## Task instructions:
Copy out every line in the entries below that includes "directly".

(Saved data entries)

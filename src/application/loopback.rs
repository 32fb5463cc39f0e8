//! Single-process loopback negotiation
//!
//! Wires two peer connections to each other directly, with no signaling
//! relay in between. Descriptions are handed across in one pass; candidates
//! still go through a per-side pending queue so a candidate that beats the
//! remote description is held and replayed in arrival order, the same
//! discipline the relay variant uses.

use crate::application::ports::{MediaPeer, PeerEvent, PeerFactory, PeerStatus};
use crate::domain::session::NegotiationRole;
use crate::domain::shared::result::Result;
use crate::domain::signaling::{CandidateInit, PendingCandidateQueue};
use std::sync::Arc;
use tokio::sync::mpsc;
use tracing::{debug, info, warn};

/// One end of the loopback pair
struct Side {
    label: &'static str,
    peer: Arc<dyn MediaPeer>,
    pending: PendingCandidateQueue,
    status: PeerStatus,
}

impl Side {
    fn new(label: &'static str, peer: Arc<dyn MediaPeer>) -> Self {
        Self {
            label,
            peer,
            pending: PendingCandidateQueue::new(),
            status: PeerStatus::New,
        }
    }

    /// Queue the candidate, then flush everything the peer can accept
    ///
    /// Push-then-drain keeps arrival order even when earlier candidates are
    /// still parked.
    async fn deliver(&mut self, candidate: CandidateInit) {
        self.pending.push(candidate);
        self.drain().await;
    }

    async fn drain(&mut self) {
        while !self.pending.is_empty() {
            if !self.peer.has_remote_description().await {
                debug!(
                    side = self.label,
                    queued = self.pending.len(),
                    "remote description not set, candidates held"
                );
                break;
            }
            let Some(candidate) = self.pending.pop() else {
                break;
            };
            if let Err(e) = self.peer.add_ice_candidate(candidate).await {
                warn!(side = self.label, error = %e, "failed to apply candidate");
            }
        }
    }
}

/// Two directly wired peer connections in one process
pub struct LoopbackController {
    caller_factory: Arc<dyn PeerFactory>,
    callee_factory: Arc<dyn PeerFactory>,
    caller: Option<Side>,
    callee: Option<Side>,
    caller_rx: Option<mpsc::UnboundedReceiver<PeerEvent>>,
    callee_rx: Option<mpsc::UnboundedReceiver<PeerEvent>>,
    negotiated: bool,
}

impl LoopbackController {
    /// `caller_factory` builds the sending side, `callee_factory` the
    /// receiving side
    pub fn new(caller_factory: Arc<dyn PeerFactory>, callee_factory: Arc<dyn PeerFactory>) -> Self {
        Self {
            caller_factory,
            callee_factory,
            caller: None,
            callee: None,
            caller_rx: None,
            callee_rx: None,
            negotiated: false,
        }
    }

    pub fn negotiated(&self) -> bool {
        self.negotiated
    }

    pub fn pending_candidates(&self) -> usize {
        let caller = self.caller.as_ref().map_or(0, |s| s.pending.len());
        let callee = self.callee.as_ref().map_or(0, |s| s.pending.len());
        caller + callee
    }

    /// Create both peer connections and run the offer/answer exchange
    pub async fn start(&mut self) -> Result<()> {
        let (caller_tx, caller_rx) = mpsc::unbounded_channel();
        let (callee_tx, callee_rx) = mpsc::unbounded_channel();

        let caller = self
            .caller_factory
            .create_peer(NegotiationRole::Offerer, caller_tx)
            .await?;
        let callee = self
            .callee_factory
            .create_peer(NegotiationRole::Answerer, callee_tx)
            .await?;

        let offer = caller.create_offer().await?;
        caller.set_local_description(offer.clone()).await?;
        callee.set_remote_description(offer).await?;

        let answer = callee.create_answer().await?;
        callee.set_local_description(answer.clone()).await?;
        caller.set_remote_description(answer).await?;

        self.caller = Some(Side::new("caller", caller));
        self.callee = Some(Side::new("callee", callee));
        self.caller_rx = Some(caller_rx);
        self.callee_rx = Some(callee_rx);
        self.negotiated = true;
        info!("loopback descriptions exchanged");
        Ok(())
    }

    /// Shuttle candidates and state changes between the two sides
    ///
    /// Returns once both peer connections report themselves connected, or
    /// when both event channels close.
    pub async fn process_events(&mut self) {
        let (Some(mut caller_rx), Some(mut callee_rx)) =
            (self.caller_rx.take(), self.callee_rx.take())
        else {
            warn!("loopback not started");
            return;
        };

        loop {
            tokio::select! {
                ev = caller_rx.recv() => {
                    match ev {
                        Some(ev) => self.handle_event("caller", ev).await,
                        None => break,
                    }
                }
                ev = callee_rx.recv() => {
                    match ev {
                        Some(ev) => self.handle_event("callee", ev).await,
                        None => break,
                    }
                }
            }

            let caller_up = self.caller.as_ref().is_some_and(|s| s.status == PeerStatus::Connected);
            let callee_up = self.callee.as_ref().is_some_and(|s| s.status == PeerStatus::Connected);
            if caller_up && callee_up {
                info!("loopback pair connected");
                break;
            }
        }
    }

    async fn handle_event(&mut self, from: &'static str, event: PeerEvent) {
        match event {
            PeerEvent::Candidate(candidate) => {
                // A candidate from one side is delivered straight to the other
                let other = if from == "caller" {
                    self.callee.as_mut()
                } else {
                    self.caller.as_mut()
                };
                match other {
                    Some(side) => side.deliver(candidate).await,
                    None => debug!(side = from, "candidate dropped, pair torn down"),
                }
            }
            PeerEvent::Track { id, kind } => {
                info!(side = from, track = %id, %kind, "remote track received");
            }
            PeerEvent::StateChanged(status) => {
                debug!(side = from, %status, "peer connection state changed");
                let side = if from == "caller" {
                    self.caller.as_mut()
                } else {
                    self.callee.as_mut()
                };
                if let Some(side) = side {
                    side.status = status;
                }
            }
        }
    }

    /// Close both peer connections; best-effort and idempotent
    pub async fn stop(&mut self) {
        for side in [self.caller.take(), self.callee.take()].into_iter().flatten() {
            if let Err(e) = side.peer.close().await {
                warn!(side = side.label, error = %e, "failed to close peer connection");
            }
        }
        self.negotiated = false;
    }
}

## Your solution:
//! Wires two peer connections to each other directly, with no signaling
/// Two directly wired peer connections in one process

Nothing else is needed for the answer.